Adding more subagents responsible for adjacent subtrees increase the likelihood
of hitting the problem (e.g. 2 suba's with the same generator reproduce the snmpd loop
in patch 1633670).
My basic setup for soak tests was to run snmpd with 2-3 instances of suba's attached
to adjacent subtrees, plus an instance of subwgt; and generate walk and set traffic
(with some additional script repeatedly shutting down subagents (to test agentx
initiated Close)). I repeated the tests with snmpd being run under valgrind
(valgrind --tool=memcheck --leak-check=full).
(alt-cancel-next-walk-v2.patch against 5.7.2, RHEL 5.5, x86_64).
Thanks a lot for the scripts. I pushed the patch into git master, commit 793d596838ff7cb48a73b675d62897c56c9e62df, as it breaks ABI.
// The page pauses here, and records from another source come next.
use std::{
    fs::{File, OpenOptions},
    io::Write,
    path::{Path, PathBuf},
    sync::Mutex,
};

use anyhow::{Context, Result};
use chrono::Local;
use log::{LevelFilter, Metadata, Record};
use once_cell::sync::Lazy;

use crate::utils::log_rotation::LogRotationManager;

// 每写入这么多条检查一次是否需要轮转
const ROTATE_CHECK_EVERY: u32 = 256;

struct LogFile {
    path: PathBuf,
    file: File,
    rotation: LogRotationManager,
    records: u32,
}

impl LogFile {
    fn open(path: &Path, max_size_mb: u64) -> Result<Self> {
        Ok(Self {
            path: path.to_path_buf(),
            file: open_append(path)?,
            rotation: LogRotationManager::new(max_size_mb, None),
            records: 0,
        })
    }

    fn write(&mut self, line: &str) {
        let _ = self.file.write_all(line.as_bytes());

        self.records += 1;
        if self.records >= ROTATE_CHECK_EVERY {
            self.records = 0;
            if let Ok(true) = self.rotation.check_and_rotate(&self.path)
                && let Ok(file) = open_append(&self.path)
            {
                self.file = file;
            }
        }
    }
}

fn open_append(path: &Path) -> Result<File> {
    OpenOptions::new()
        .create(true)
        .append(true)
        .open(path)
        .with_context(|| format!("Failed to open log file: {}", path.display()))
}

// 控制台输出走 stderr，stdout 留给仪表盘
struct KeepaliveLogger {
    file: Mutex<Option<LogFile>>,
}

impl log::Log for KeepaliveLogger {
    fn enabled(&self, _metadata: &Metadata) -> bool {
        // 实际的过滤由 log 库根据 max_level 完成
        true
    }

    fn log(&self, record: &Record) {
        let timestamp = Local::now().format("%Y-%m-%d %H:%M:%S");
        let line = format!("[{}][{}]: {}\n", timestamp, record.level(), record.args());

        eprint!("{line}");

        if let Ok(mut guard) = self.file.lock()
            && let Some(file) = guard.as_mut()
        {
            file.write(&line);
        }
    }

    fn flush(&self) {
        if let Ok(mut guard) = self.file.lock()
            && let Some(file) = guard.as_mut()
        {
            let _ = file.file.flush();
        }
    }
}

static LOGGER: Lazy<KeepaliveLogger> = Lazy::new(|| KeepaliveLogger {
    file: Mutex::new(None),
});

pub fn init_logger(level_file: &Path, log_file: Option<&Path>, max_size_mb: u64) -> Result<()> {
    let log_level = read_log_level_config(level_file);

    if let Some(path) = log_file {
        let file = LogFile::open(path, max_size_mb)?;
        if let Ok(mut guard) = LOGGER.file.lock() {
            *guard = Some(file);
        }
    }

    log::set_logger(&*LOGGER)
        .map(|()| log::set_max_level(log_level))
        .map_err(|e| anyhow::anyhow!("Failed to set logger: {e}"))?;

    log::debug!("Logger initialized with level: {log_level}");
    log::debug!("Log level config path: {}", level_file.display());
    if let Some(path) = log_file {
        log::debug!("Log file path: {}", path.display());
    }

    Ok(())
}

/// 读取日志等级配置文件，缺失或无法识别时为 Info
pub fn read_log_level_config(level_file: &Path) -> LevelFilter {
    let Ok(content) = std::fs::read_to_string(level_file) else {
        return LevelFilter::Info;
    };
    parse_level(&content)
}

pub fn parse_level(content: &str) -> LevelFilter {
    match content.trim().to_lowercase().as_str() {
        "debug" => LevelFilter::Debug,
        "warn" => LevelFilter::Warn,
        "error" => LevelFilter::Error,
        _ => LevelFilter::Info,
    }
}

pub fn update_log_level(level_file: &Path) {
    let new_level = read_log_level_config(level_file);
    if new_level != log::max_level() {
        log::set_max_level(new_level);
        log::info!("Log level updated to: {new_level}");
    }
}

#[cfg(test)]
mod tests {
    use super::*;

    #[test]
    fn parses_levels() {
        assert_eq!(parse_level("debug\n"), LevelFilter::Debug);
        assert_eq!(parse_level(" WARN "), LevelFilter::Warn);
        assert_eq!(parse_level("error"), LevelFilter::Error);
        assert_eq!(parse_level("info"), LevelFilter::Info);
        assert_eq!(parse_level("verbose"), LevelFilter::Info);
    }

    #[test]
    fn missing_level_file_defaults_to_info() {
        let dir = tempfile::tempdir().unwrap();
        assert_eq!(
            read_log_level_config(&dir.path().join("log_level")),
            LevelFilter::Info
        );
    }

    #[test]
    fn second_init_reports_error() {
        let dir = tempfile::tempdir().unwrap();
        let level_file = dir.path().join("log_level");

        // 全局 logger 只能安装一次
        let _ = init_logger(&level_file, None, 1);
        let err = init_logger(&level_file, None, 1).unwrap_err();
        assert!(err.to_string().contains("Failed to set logger"));
    }
}
pub mod config_parser;
pub mod control_signal;
pub mod file_path;
pub mod telemetry;
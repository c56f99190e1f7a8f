pub mod dashboard;
pub mod device;
pub mod load_worker;
pub mod scheduler;
pub mod worker;

#[cfg(test)]
pub mod testing;
use std::time::Duration;

use thiserror::Error;

/// 守护进程内部的错误分类
///
/// 除了 `NoDevicesDetected` 和 `Config` 以外，所有错误都只在单个 tick 内处理，
/// 不会终止调度循环。
#[derive(Debug, Error)]
pub enum KeepaliveError {
    #[error("telemetry unavailable: {0}")]
    TelemetryUnavailable(String),

    #[error("failed to spawn worker for GPU{device}: {reason}")]
    WorkerSpawnFailed { device: u32, reason: String },

    #[error("worker pid={pid} did not exit within {grace:?}, killed")]
    WorkerStopTimeout { pid: u32, grace: Duration },

    #[error("no GPU detected")]
    NoDevicesDetected,

    #[error("invalid config: {0}")]
    Config(String),

    #[error("control channel error: {0}")]
    Control(String),
}

pub type Result<T> = std::result::Result<T, KeepaliveError>;
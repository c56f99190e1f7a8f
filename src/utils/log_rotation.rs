use std::{fs, path::Path};

use anyhow::{Context, Result};
use chrono::Local;

/// 日志轮转：超过阈值后把日志改名为 `<file>.bak`
pub struct LogRotationManager {
    max_size_bytes: u64,
    rotation_threshold: f64,
}

impl LogRotationManager {
    /// `rotation_threshold` 为 0.0-1.0，默认 0.8
    pub fn new(max_size_mb: u64, rotation_threshold: Option<f64>) -> Self {
        Self {
            max_size_bytes: max_size_mb * 1024 * 1024,
            rotation_threshold: rotation_threshold.unwrap_or(0.8),
        }
    }

    pub fn should_rotate(&self, log_file: &Path) -> Result<bool> {
        if !log_file.exists() {
            return Ok(false);
        }

        let file_size = log_file
            .metadata()
            .with_context(|| format!("Failed to get metadata for: {}", log_file.display()))?
            .len();
        let threshold_size = (self.max_size_bytes as f64 * self.rotation_threshold) as u64;

        Ok(file_size > threshold_size)
    }

    /// 执行轮转，旧的备份会被覆盖
    pub fn rotate_log(&self, log_file: &Path) -> Result<()> {
        if !log_file.exists() {
            return Ok(());
        }

        let mut backup = log_file.as_os_str().to_owned();
        backup.push(".bak");

        fs::rename(log_file, &backup).with_context(|| {
            format!("Failed to rename log file to backup: {}", backup.to_string_lossy())
        })?;

        let rotation_msg = format!(
            "{} - Log rotated, previous log backed up to {}\n",
            Local::now().format("%Y-%m-%d %H:%M:%S"),
            backup.to_string_lossy()
        );
        fs::write(log_file, rotation_msg)
            .with_context(|| format!("Failed to create new log file: {}", log_file.display()))?;

        Ok(())
    }

    pub fn check_and_rotate(&self, log_file: &Path) -> Result<bool> {
        if self.should_rotate(log_file)? {
            self.rotate_log(log_file)?;
            Ok(true)
        } else {
            Ok(false)
        }
    }
}

#[cfg(test)]
mod tests {
    use super::*;

    #[test]
    fn rotates_past_threshold() {
        let dir = tempfile::tempdir().unwrap();
        let log = dir.path().join("keepalive.log");
        fs::write(&log, vec![b'x'; 900 * 1024]).unwrap();

        let manager = LogRotationManager::new(1, None);
        assert!(manager.check_and_rotate(&log).unwrap());
        assert!(dir.path().join("keepalive.log.bak").exists());
        assert!(fs::read_to_string(&log).unwrap().contains("Log rotated"));
        assert!(!manager.check_and_rotate(&log).unwrap());
    }

    #[test]
    fn small_or_missing_file_is_left_alone() {
        let dir = tempfile::tempdir().unwrap();
        let log = dir.path().join("keepalive.log");
        let manager = LogRotationManager::new(1, None);
        assert!(!manager.check_and_rotate(&log).unwrap());

        fs::write(&log, "short").unwrap();
        assert!(!manager.check_and_rotate(&log).unwrap());
        assert!(!dir.path().join("keepalive.log.bak").exists());
    }
}
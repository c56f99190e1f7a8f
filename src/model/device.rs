use std::{
    fmt,
    time::{Duration, Instant},
};

use log::{debug, info, warn};
use serde::Deserialize;

use crate::{
    datasource::config_parser::MonitorConfig,
    model::worker::{StopOutcome, Worker, WorkerLauncher},
};

/// GPU 工作模式
///
/// 排序决定同一轮控制信号的应用顺序，Watch 排在最后
#[derive(Debug, Clone, Copy, PartialEq, Eq, PartialOrd, Ord, Deserialize)]
#[serde(rename_all = "lowercase")]
pub enum Mode {
    /// 始终运行负载
    Inject,
    /// 观察真实负载，空闲超时后回到 Inject
    Watch,
}

impl fmt::Display for Mode {
    fn fmt(&self, f: &mut fmt::Formatter<'_>) -> fmt::Result {
        match self {
            Mode::Inject => write!(f, "inject"),
            Mode::Watch => write!(f, "watch"),
        }
    }
}

/// 空闲判定和 worker 生命周期参数
#[derive(Debug, Clone)]
pub struct IdlePolicy {
    pub idle_threshold: Duration,
    pub first_idle_threshold: Option<Duration>,
    pub worker_duration: Option<Duration>,
    pub stop_grace: Duration,
    pub spawn_retry: Duration,
}

impl From<&MonitorConfig> for IdlePolicy {
    fn from(config: &MonitorConfig) -> Self {
        Self {
            idle_threshold: config.idle_threshold(),
            first_idle_threshold: config.first_idle_threshold(),
            worker_duration: config.worker_duration(),
            stop_grace: config.stop_grace(),
            spawn_retry: config.spawn_retry(),
        }
    }
}

/// 渲染用的只读快照
#[derive(Debug, Clone, PartialEq)]
pub struct DeviceSnapshot {
    pub id: u32,
    pub mode: Mode,
    pub util: u32,
    pub idle_elapsed: Option<Duration>,
    pub idle_threshold: Duration,
    pub worker_pid: Option<u32>,
    pub worker_remaining: Option<Duration>,
    pub last_error: Option<String>,
    pub stale: bool,
}

/// 单个 GPU 的状态机
///
/// 只由调度循环修改。任何时刻最多持有一个 worker。
pub struct Device {
    id: u32,
    mode: Mode,
    last_util: u32,
    idle_since: Option<Instant>,
    worker: Option<Box<dyn Worker>>,
    worker_deadline: Option<Instant>,
    first_trigger_consumed: bool,
    next_spawn_at: Option<Instant>,
    last_error: Option<String>,
    stale: bool,
}

impl Device {
    pub fn new(id: u32, util: u32, mode: Mode) -> Self {
        Self {
            id,
            mode,
            last_util: util,
            idle_since: None,
            worker: None,
            worker_deadline: None,
            first_trigger_consumed: false,
            next_spawn_at: None,
            last_error: None,
            stale: false,
        }
    }

    pub fn id(&self) -> u32 {
        self.id
    }

    pub fn mode(&self) -> Mode {
        self.mode
    }

    #[cfg(test)]
    pub fn last_util(&self) -> u32 {
        self.last_util
    }

    #[cfg(test)]
    pub fn idle_since(&self) -> Option<Instant> {
        self.idle_since
    }

    #[cfg(test)]
    pub fn has_worker(&self) -> bool {
        self.worker.is_some()
    }

    pub fn worker_pid(&self) -> Option<u32> {
        self.worker.as_ref().map(|w| w.pid())
    }

    #[cfg(test)]
    pub fn worker_deadline(&self) -> Option<Instant> {
        self.worker_deadline
    }

    #[cfg(test)]
    pub fn first_trigger_consumed(&self) -> bool {
        self.first_trigger_consumed
    }

    #[cfg(test)]
    pub fn last_error(&self) -> Option<&str> {
        self.last_error.as_deref()
    }

    /// 当前生效的空闲阈值
    pub fn threshold(&self, policy: &IdlePolicy) -> Duration {
        match policy.first_idle_threshold {
            Some(first) if !self.first_trigger_consumed => first,
            _ => policy.idle_threshold,
        }
    }

    /// 本轮遥测中缺失该 GPU，保留上次状态
    pub fn mark_stale(&mut self) {
        if !self.stale {
            warn!("[GPU{}] Missing from telemetry, keeping last state", self.id);
        }
        self.stale = true;
    }

    /// 处理一次利用率读数，必要时触发 Watch -> Inject
    pub fn observe(
        &mut self,
        util: u32,
        now: Instant,
        policy: &IdlePolicy,
        launcher: &mut dyn WorkerLauncher,
    ) {
        self.stale = false;
        self.last_util = util;

        if util != 0 {
            // 非零读数清空计时，不保留已累计的空闲时间
            if self.idle_since.take().is_some() {
                debug!("[GPU{}] Busy again (util={util}%), idle timer reset", self.id);
            }
            return;
        }

        if self.mode != Mode::Watch {
            return;
        }

        let since = *self.idle_since.get_or_insert(now);
        let idle = now.saturating_duration_since(since);
        let threshold = self.threshold(policy);

        if idle >= threshold {
            info!(
                "[GPU{}] Idle for {}s (threshold {}s), switching to inject mode",
                self.id,
                idle.as_secs(),
                threshold.as_secs()
            );
            self.first_trigger_consumed = true;
            self.enter_inject(now, policy, launcher);
        }
    }

    /// 应用外部控制信号，返回状态是否发生变化
    pub fn apply_signal(
        &mut self,
        mode: Mode,
        now: Instant,
        policy: &IdlePolicy,
        launcher: &mut dyn WorkerLauncher,
    ) -> bool {
        if self.mode == mode {
            debug!("[GPU{}] Already in {mode} mode, signal ignored", self.id);
            return false;
        }

        match mode {
            Mode::Watch => self.enter_watch(policy),
            Mode::Inject => self.enter_inject(now, policy, launcher),
        }
        info!("[GPU{}] Switched to {mode} mode by control signal", self.id);
        true
    }

    /// 回收超时或已退出的 worker；Inject 模式下补齐缺失的 worker
    pub fn maintain(&mut self, now: Instant, policy: &IdlePolicy, launcher: &mut dyn WorkerLauncher) {
        if let Some(deadline) = self.worker_deadline
            && now >= deadline
            && self.worker.is_some()
        {
            info!("[GPU{}] Worker time budget elapsed", self.id);
            self.stop_worker(policy.stop_grace);
        }

        if let Some(worker) = self.worker.as_mut()
            && !worker.is_alive()
        {
            let pid = worker.pid();
            warn!(
                "[GPU{}] Worker pid={pid} exited on its own, retrying in {}s",
                self.id,
                policy.spawn_retry.as_secs()
            );
            self.worker = None;
            self.worker_deadline = None;
            self.last_error = Some(format!("worker pid={pid} exited"));
            self.next_spawn_at = now.checked_add(policy.spawn_retry);
        }

        if self.mode == Mode::Inject
            && self.worker.is_none()
            && self.next_spawn_at.is_none_or(|at| now >= at)
        {
            self.start_worker(now, policy, launcher);
        }
    }

    /// 停止当前 worker，没有 worker 时返回 None
    pub fn stop_worker(&mut self, grace: Duration) -> Option<StopOutcome> {
        let mut worker = self.worker.take()?;
        self.worker_deadline = None;

        let pid = worker.pid();
        let outcome = worker.stop(grace);
        match outcome {
            StopOutcome::Graceful => info!("[GPU{}] Worker pid={pid} stopped", self.id),
            StopOutcome::Forced => warn!("[GPU{}] Worker pid={pid} killed", self.id),
        }
        Some(outcome)
    }

    pub fn snapshot(&self, now: Instant, policy: &IdlePolicy) -> DeviceSnapshot {
        let idle_elapsed = match (self.mode, self.idle_since) {
            (Mode::Watch, Some(since)) => Some(now.saturating_duration_since(since)),
            _ => None,
        };

        DeviceSnapshot {
            id: self.id,
            mode: self.mode,
            util: self.last_util,
            idle_elapsed,
            idle_threshold: self.threshold(policy),
            worker_pid: self.worker_pid(),
            worker_remaining: self
                .worker_deadline
                .filter(|_| self.worker.is_some())
                .map(|deadline| deadline.saturating_duration_since(now)),
            last_error: self.last_error.clone(),
            stale: self.stale,
        }
    }

    fn enter_inject(&mut self, now: Instant, policy: &IdlePolicy, launcher: &mut dyn WorkerLauncher) {
        self.stop_worker(policy.stop_grace);
        self.mode = Mode::Inject;
        self.idle_since = None;
        self.next_spawn_at = None;
        self.start_worker(now, policy, launcher);
    }

    fn enter_watch(&mut self, policy: &IdlePolicy) {
        self.stop_worker(policy.stop_grace);
        self.mode = Mode::Watch;
        self.idle_since = None;
        self.next_spawn_at = None;
        self.last_error = None;
    }

    fn start_worker(&mut self, now: Instant, policy: &IdlePolicy, launcher: &mut dyn WorkerLauncher) {
        // 保证同一 GPU 上不会出现两个 worker
        self.stop_worker(policy.stop_grace);

        match launcher.start(self.id, policy.worker_duration) {
            Ok(worker) => {
                self.worker_deadline = policy.worker_duration.and_then(|d| now.checked_add(d));
                self.worker = Some(worker);
                self.next_spawn_at = None;
                self.last_error = None;
            }
            Err(e) => {
                warn!("{e}, retrying in {}s", policy.spawn_retry.as_secs());
                self.last_error = Some(e.to_string());
                self.next_spawn_at = now.checked_add(policy.spawn_retry);
            }
        }
    }
}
Did the patch to master.c get missed in 793d596838ff7cb48a73b675d62897c56c9e62df?
Master.c changes are already there, IMO.
Hi, Jan:
I can't find this fixing code in 5.7.3.
Does 5.7.3 release version have this vulnerability?
Thanks!
Last edit: Junling Zheng 2015-10-30
The patch was applied to master only, as it breaks API a bit.
I am trying to run agentx in 5.7.3 and having no luck - first I get the crash - after I apply the patch I get a result of generic error to any subagent get request.
Any ideas what I need to do to get agentx to work?
also in my setup the subagent does not fail to respond - as I have verified that the handler is being called and the response sent.
Last edit: Joan Landry 2017-02-08